Follow-up on a previous study of 500 boys (average age 12.5) who were videotaped while undertaking IQ tests in the late 80s also supports the view that motivation plays a part in IQ. The tapes had been evaluated by those trained to detect signs of boredom and each boy had been given a motivational score in this basis. Some 12 years later, half the participants agreed to interviews about their educational and occupational achievements.

As found in other research, IQ score was found to predict various life outcomes, including academic performance in adolescence and criminal convictions, employment, and years of education in early adulthood. However, after taking into account motivational score, the predictiveness of IQ score was significantly reduced.

Differences in motivational score accounted for up to 84% of the difference in years of education (no big surprise there if you think about it), but only 25% of the differences relating to how well they had done in school during their teenage years.

In other words, test motivation can be a confounding factor that has inflated estimates of the predictive validity of IQ, but the fact that academic achievement was less affected by motivation demonstrates that high intelligence (leaving aside the whole thorny issue of what intelligence is) is still required to get a high IQ score.

This is not unexpected — from the beginning of intelligence testing, psychologists have been aware that test-takers vary in how seriously they take the test, and that this will impact on their scores. Nevertheless, the findings are a reminder of this often overlooked fact, and underline the importance of motivation and self-discipline, and the need for educators to take more account of these factors.
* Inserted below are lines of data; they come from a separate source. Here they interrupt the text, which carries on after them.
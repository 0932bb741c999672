use reqwest::header::{HeaderMap, HeaderName, HeaderValue, USER_AGENT};

use crate::config::HeaderNames;
use crate::errors::Error;

/// Tokens and identity of one client session. Empty strings mean "absent".
#[derive(Clone, Debug, Default)]
pub struct SessionState {
    base_url: String,
    user_agent: Option<String>,
    access_token: String,
    refresh_token: String,
    csrf_token: String,
}

impl SessionState {
    pub fn new(base_url: impl Into<String>, user_agent: Option<String>) -> Self {
        Self {
            base_url: base_url.into(),
            user_agent: user_agent.filter(|ua| !ua.is_empty()),
            ..Self::default()
        }
    }

    pub fn base_url(&self) -> &str {
        &self.base_url
    }

    pub fn user_agent(&self) -> Option<&str> {
        self.user_agent.as_deref()
    }

    pub fn access_token(&self) -> &str {
        &self.access_token
    }

    pub fn refresh_token(&self) -> &str {
        &self.refresh_token
    }

    pub fn csrf_token(&self) -> &str {
        &self.csrf_token
    }

    pub fn has_access_token(&self) -> bool {
        !self.access_token.is_empty()
    }

    pub fn has_refresh_token(&self) -> bool {
        !self.refresh_token.is_empty()
    }

    pub fn set_access_token(&mut self, token: impl Into<String>) {
        self.access_token = token.into();
    }

    pub fn set_refresh_token(&mut self, token: impl Into<String>) {
        self.refresh_token = token.into();
    }

    pub fn set_csrf_token(&mut self, token: impl Into<String>) {
        self.csrf_token = token.into();
    }

    /// Drops every token; base URL and user agent are kept.
    pub fn clear_tokens(&mut self) {
        self.access_token.clear();
        self.refresh_token.clear();
        self.csrf_token.clear();
    }

    pub fn url(&self, path: &str) -> String {
        format!("{}{}", self.base_url, path)
    }

    /// Builds outbound headers: session tokens, user agent, then caller headers.
    /// Caller headers never replace a token header the session already set.
    pub fn outbound_headers(
        &self,
        names: &HeaderNames,
        extra: &[(String, String)],
    ) -> Result<HeaderMap, Error> {
        let mut headers = HeaderMap::new();
        if !self.access_token.is_empty() {
            headers.insert(header_name(&names.access_token)?, header_value(&self.access_token)?);
        }
        if !self.csrf_token.is_empty() {
            headers.insert(header_name(&names.csrf_token)?, header_value(&self.csrf_token)?);
        }
        let protected: Vec<HeaderName> = headers.keys().cloned().collect();
        if let Some(ua) = &self.user_agent {
            headers.insert(USER_AGENT, header_value(ua)?);
        }
        for (name, value) in extra {
            let name = header_name(name)?;
            if protected.contains(&name) {
                continue;
            }
            headers.insert(name, header_value(value)?);
        }
        Ok(headers)
    }

    /// Stores every non-empty token found in `headers`. Returns whether anything changed.
    pub fn capture(&mut self, names: &HeaderNames, headers: &HeaderMap) -> bool {
        let mut changed = false;
        if let Some(token) = non_empty(headers, &names.access_token) {
            changed |= replace(&mut self.access_token, token);
        }
        if let Some(token) = non_empty(headers, &names.refresh_token) {
            changed |= replace(&mut self.refresh_token, token);
        }
        if let Some(token) = non_empty(headers, &names.csrf_token) {
            changed |= replace(&mut self.csrf_token, token);
        }
        changed
    }
}

fn non_empty<'a>(headers: &'a HeaderMap, name: &str) -> Option<&'a str> {
    headers
        .get(name)
        .and_then(|v| v.to_str().ok())
        .filter(|v| !v.is_empty())
}

fn replace(slot: &mut String, token: &str) -> bool {
    if slot == token {
        return false;
    }
    *slot = token.to_string();
    true
}

fn header_name(name: &str) -> Result<HeaderName, Error> {
    HeaderName::from_bytes(name.as_bytes())
        .map_err(|e| Error::Serialization(format!("invalid header name '{name}': {e}")))
}

fn header_value(value: &str) -> Result<HeaderValue, Error> {
    HeaderValue::from_str(value)
        .map_err(|e| Error::Serialization(format!("invalid header value: {e}")))
}
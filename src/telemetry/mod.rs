pub(crate) mod recovery;

pub(crate) use recovery::RecoveryTelemetry;
use std::time::Duration;

use tracing::Level;
use tracing::event;
use uuid::Uuid;

use super::RecoveryAction;

/// Summary of one logical call through the recovery controller.
#[derive(Debug, Clone)]
pub struct RecoveryOutcome {
    pub call_id: Uuid,
    pub operation: String,
    pub actions: Vec<RecoveryAction>,
    pub requests_sent: u8,
    pub success: bool,
    pub total_elapsed: Duration,
}

impl RecoveryOutcome {
    pub fn recovered(&self) -> bool {
        !self.actions.is_empty()
    }

    pub fn log(&self) {
        let actions = self
            .actions
            .iter()
            .map(ToString::to_string)
            .collect::<Vec<_>>()
            .join(",");
        event!(
            Level::INFO,
            call_id = %self.call_id,
            operation = %self.operation,
            actions = %actions,
            requests_sent = self.requests_sent,
            success = self.success,
            total_elapsed_ms = self.total_elapsed.as_millis() as u64,
            "recovery.outcome"
        );
    }
}
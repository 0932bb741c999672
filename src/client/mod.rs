use std::sync::Arc;

use crate::config::Endpoints;
use crate::credentials::CredentialProvider;
use crate::dispatcher::Dispatcher;
use crate::proof::PasswordProof;
use crate::recovery::RecoveryController;

mod auth;
mod impls;

/// REST client that transparently recovers from anti-forgery, access token
/// and session failures before handing a result back to the caller.
pub struct RestApiClient {
    dispatcher: Dispatcher,
    credentials: Arc<dyn CredentialProvider>,
    proof: Arc<dyn PasswordProof>,
    endpoints: Endpoints,
    recovery: RecoveryController,
}
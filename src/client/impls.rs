use std::sync::Arc;

use serde::Serialize;
use serde::de::DeserializeOwned;
use tracing::info;

use crate::{
    RestApiClient,
    config::{ClientConfig, ConfigLocation, read_config},
    credentials::CredentialProvider,
    dispatcher::Dispatcher,
    errors::Error,
    proof::{HmacSha256Proof, PasswordProof},
    recovery::{RecoveryController, RecoveryOutcome},
    request::RequestDescriptor,
    request_context::OpContext,
    response::Response,
    session::SessionState,
    transport::{ReqwestTransport, Transport},
};

impl RestApiClient {
    /// Create a new RestApiClient backed by `reqwest`
    /// # Arguments
    /// * `config` - Explicit configuration, typically loaded via `ClientConfig::load`
    /// * `credentials` - Supplies login/password on demand and stores the refresh token
    ///
    /// A refresh token already stored by `credentials` is loaded into the session,
    /// so a restarted process resumes its session without logging in again.
    pub fn new(
        config: ClientConfig,
        credentials: Arc<dyn CredentialProvider>,
    ) -> Result<Self, Error> {
        let transport = ReqwestTransport::default().with_timeout(config.timeout());
        Self::with_transport(config, credentials, Arc::new(transport))
    }

    /// Create a client from a config file or the environment.
    /// # ENV Vars (when using `ConfigLocation::Env`)
    /// * `REST_CLIENT_BASE_URL` - API base URL (required)
    /// * `REST_CLIENT_USER_AGENT` - Optional user agent
    /// * `REST_CLIENT_TIMEOUT_SECS` - Optional per-request timeout
    /// * `REST_CLIENT_MAX_CSRF_REFRESHES`, `REST_CLIENT_MAX_LOGINS`,
    ///   `REST_CLIENT_MAX_TOKEN_REFRESHES` - Recovery caps per logical call
    pub async fn from_location(
        location: ConfigLocation,
        credentials: Arc<dyn CredentialProvider>,
    ) -> Result<Self, Error> {
        let config = read_config(location).await?;
        Self::new(config, credentials)
    }

    pub fn with_transport(
        config: ClientConfig,
        credentials: Arc<dyn CredentialProvider>,
        transport: Arc<dyn Transport>,
    ) -> Result<Self, Error> {
        let base_url = config.normalized_base_url()?;
        let mut session = SessionState::new(base_url, config.user_agent.clone());
        if let Some(token) = credentials.refresh_token() {
            session.set_refresh_token(token);
        }
        info!(
            base_url = %session.base_url(),
            resumed = session.has_refresh_token(),
            "client.created"
        );
        Ok(RestApiClient {
            dispatcher: Dispatcher::new(transport, session, config.headers),
            credentials,
            proof: Arc::new(HmacSha256Proof),
            endpoints: config.endpoints,
            recovery: RecoveryController::new(config.recovery, config.error_codes),
        })
    }

    /// Replaces the password proof function used by the login handshake.
    pub fn with_proof(mut self, proof: Arc<dyn PasswordProof>) -> Self {
        self.proof = proof;
        self
    }

    pub async fn session(&self) -> SessionState {
        self.dispatcher.session().await
    }

    pub fn dispatcher(&self) -> &Dispatcher {
        &self.dispatcher
    }

    pub async fn send(&self, request: &RequestDescriptor) -> Result<Response, Error> {
        self.send_with(&OpContext::new(), request).await
    }

    /// Sends `request`, recovering from authentication failures. Failure
    /// responses no recovery applies to are returned as `Ok`.
    pub async fn send_with(
        &self,
        ctx: &OpContext,
        request: &RequestDescriptor,
    ) -> Result<Response, Error> {
        self.send_with_outcome(ctx, request).await.0
    }

    pub async fn send_with_outcome(
        &self,
        ctx: &OpContext,
        request: &RequestDescriptor,
    ) -> (Result<Response, Error>, RecoveryOutcome) {
        self.recovery.execute(self, ctx, request).await
    }

    /// Sends `request` and deserializes a successful body into `T`.
    /// Unrecovered failures surface as [`Error::Protocol`].
    pub async fn call<T: DeserializeOwned>(
        &self,
        ctx: &OpContext,
        request: &RequestDescriptor,
    ) -> Result<T, Error> {
        self.send_with(ctx, request).await?.json()
    }

    pub async fn get<Q, T>(&self, ctx: &OpContext, path: &str, query: &Q) -> Result<T, Error>
    where
        Q: Serialize + ?Sized,
        T: DeserializeOwned,
    {
        let request = RequestDescriptor::get(path).with_payload(query)?;
        self.call(ctx, &request).await
    }

    pub async fn post<B, T>(&self, ctx: &OpContext, path: &str, body: &B) -> Result<T, Error>
    where
        B: Serialize + ?Sized,
        T: DeserializeOwned,
    {
        let request = RequestDescriptor::post(path).with_payload(body)?;
        self.call(ctx, &request).await
    }

    pub async fn put<B, T>(&self, ctx: &OpContext, path: &str, body: &B) -> Result<T, Error>
    where
        B: Serialize + ?Sized,
        T: DeserializeOwned,
    {
        let request = RequestDescriptor::put(path).with_payload(body)?;
        self.call(ctx, &request).await
    }

    pub async fn patch<B, T>(&self, ctx: &OpContext, path: &str, body: &B) -> Result<T, Error>
    where
        B: Serialize + ?Sized,
        T: DeserializeOwned,
    {
        let request = RequestDescriptor::patch(path).with_payload(body)?;
        self.call(ctx, &request).await
    }

    pub async fn delete<Q, T>(&self, ctx: &OpContext, path: &str, query: &Q) -> Result<T, Error>
    where
        Q: Serialize + ?Sized,
        T: DeserializeOwned,
    {
        let request = RequestDescriptor::delete(path).with_payload(query)?;
        self.call(ctx, &request).await
    }
}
[2220] Duckworth, A L., Quinn P. D., Lynam D. R., Loeber R., & Stouthamer-Loeber M.
(2011).  Role of test motivation in intelligence testing.
Proceedings of the National Academy of Sciences.

You may think that telling students to strive for excellence is always a good strategy, but it turns out that it is not quite as simple as that. A series of four experiments looking at how students' attitudes toward achievement influenced their performance on various tasks has found that while those with high achievement motivation did better on a task when they also were exposed to subconscious "priming" that related to winning, mastery or excellence, those with low achievement motivation did worse. Similarly, when given a choice, those with high achievement motivation were more likely to resume an interrupted task which they were told tested their verbal reasoning ability. However, those with high achievement motivation did worse on a word-search puzzle when they were told the exercise was fun. The findings point to the fact that people have different goals (e.g., achievement vs enjoyment), and that effective motivation requires this to be taken account of.

[730] Hart, W., & Albarracín D.
(2009).  The effects of chronic achievement motivation and achievement primes on the activation of achievement and fun goals..
Journal of Personality and Social Psychology. 97(6), 1129 - 1141.